Stored items
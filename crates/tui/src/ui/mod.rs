pub mod components;
pub mod runtime;
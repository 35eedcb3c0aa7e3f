//! The coordinator: linear step-to-step navigation.
//!
//! [`Flow`] owns the active [`StepForm`] and the fixed step order. A
//! successful submit advances to a fresh form for the next step; finishing
//! the password step restarts the flow at the phone step, the terminal
//! equivalent of the original navigation stack popping back to its root.

use regflow_types::Step;
use tracing::info;

use crate::form::{StepForm, SubmitDecision};

/// What a submit result did to the flow.
#[derive(Debug, Clone, Copy, PartialEq, Eq)]
pub enum FlowProgress {
    /// Moved on to the given step with a fresh form.
    Advanced(Step),
    /// The final step succeeded; the flow restarted at the beginning.
    Completed,
    /// The service rejected the request; the form shows the error.
    Failed,
}

/// Wizard state: the active step's form plus a counter of completed runs.
#[derive(Debug, Clone)]
pub struct Flow {
    form: StepForm,
    completed_runs: usize,
}

impl Default for Flow {
    fn default() -> Self {
        Self::new()
    }
}

impl Flow {
    /// Start at the first step with a fresh form.
    pub fn new() -> Self {
        Self {
            form: StepForm::new(Step::first()),
            completed_runs: 0,
        }
    }

    /// The active step.
    pub fn step(&self) -> Step {
        self.form.step()
    }

    /// The active step's form.
    pub fn form(&self) -> &StepForm {
        &self.form
    }

    /// Mutable access for routing user input into the form.
    pub fn form_mut(&mut self) -> &mut StepForm {
        &mut self.form
    }

    /// How many times the whole wizard has been completed.
    pub fn completed_runs(&self) -> usize {
        self.completed_runs
    }

    /// Route a submit attempt through the active form's gate.
    pub fn request_submit(&mut self) -> SubmitDecision {
        self.form.request_submit()
    }

    /// Apply the service's answer to the in-flight submit.
    ///
    /// Success advances the wizard; failure clears the loading state and
    /// leaves the form showing the error. Results for a step other than the
    /// active one are stale and dropped.
    pub fn on_submit_result(&mut self, step: Step, ok: bool) -> FlowProgress {
        if step != self.form.step() {
            // Single-flight submission makes this unreachable in practice.
            return FlowProgress::Failed;
        }
        if !ok {
            self.form.fail_submit();
            return FlowProgress::Failed;
        }
        match self.form.step().next() {
            Some(next) => {
                info!(from = ?step, to = ?next, "advancing registration step");
                self.form = StepForm::new(next);
                FlowProgress::Advanced(next)
            }
            None => {
                self.completed_runs += 1;
                info!(runs = self.completed_runs, "registration completed, restarting flow");
                self.form = StepForm::new(Step::first());
                FlowProgress::Completed
            }
        }
    }
}

#[cfg(test)]
mod tests {
    use super::*;
    use crate::form::FocusTarget;

    fn submit_valid(flow: &mut Flow) {
        let filler: Vec<String> = flow
            .form()
            .fields()
            .iter()
            .map(|field| "x".repeat(field.kind().min_chars().max(5)))
            .collect();
        for (index, text) in filler.into_iter().enumerate() {
            flow.form_mut().enter(index, text);
        }
        assert!(matches!(flow.request_submit(), SubmitDecision::Submit { .. }));
    }

    #[test]
    fn success_walks_the_fixed_step_order() {
        let mut flow = Flow::new();
        assert_eq!(flow.step(), Step::Phone);

        submit_valid(&mut flow);
        assert_eq!(flow.on_submit_result(Step::Phone, true), FlowProgress::Advanced(Step::Email));

        submit_valid(&mut flow);
        assert_eq!(flow.on_submit_result(Step::Email, true), FlowProgress::Advanced(Step::Name));

        submit_valid(&mut flow);
        assert_eq!(flow.on_submit_result(Step::Name, true), FlowProgress::Advanced(Step::Password));
    }

    #[test]
    fn finishing_the_last_step_restarts_at_phone() {
        let mut flow = Flow::new();
        for _ in 0..3 {
            submit_valid(&mut flow);
            let step = flow.step();
            flow.on_submit_result(step, true);
        }
        assert_eq!(flow.step(), Step::Password);
        submit_valid(&mut flow);
        assert_eq!(flow.on_submit_result(Step::Password, true), FlowProgress::Completed);
        assert_eq!(flow.step(), Step::Phone);
        assert_eq!(flow.completed_runs(), 1);
    }

    #[test]
    fn advancing_hands_out_a_fresh_form() {
        let mut flow = Flow::new();
        submit_valid(&mut flow);
        flow.on_submit_result(Step::Phone, true);
        assert!(flow.form().fields().iter().all(|f| f.text().is_empty()));
        assert!(!flow.form().is_loading());
        assert_eq!(flow.form().focus(), FocusTarget::Field(0));
    }

    #[test]
    fn failure_keeps_the_step_and_shows_the_error() {
        let mut flow = Flow::new();
        submit_valid(&mut flow);
        assert_eq!(flow.on_submit_result(Step::Phone, false), FlowProgress::Failed);
        assert_eq!(flow.step(), Step::Phone);
        assert_eq!(flow.form().field(0).unwrap().error(), Some("Wrong Format"));
        assert!(!flow.form().is_loading());
        // The user's input survives a failed request.
        assert_eq!(flow.form().field(0).unwrap().text(), "xxxxxxxxxx");
    }

    #[test]
    fn stale_results_are_dropped() {
        let mut flow = Flow::new();
        submit_valid(&mut flow);
        assert_eq!(flow.on_submit_result(Step::Email, true), FlowProgress::Failed);
        assert_eq!(flow.step(), Step::Phone);
        assert!(flow.form().is_loading());
    }
}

▸ **Description of the task**
This task asks for the number of lines above that include the string "Clone". Respond with that number only.

▸ **Output of the exercise**
2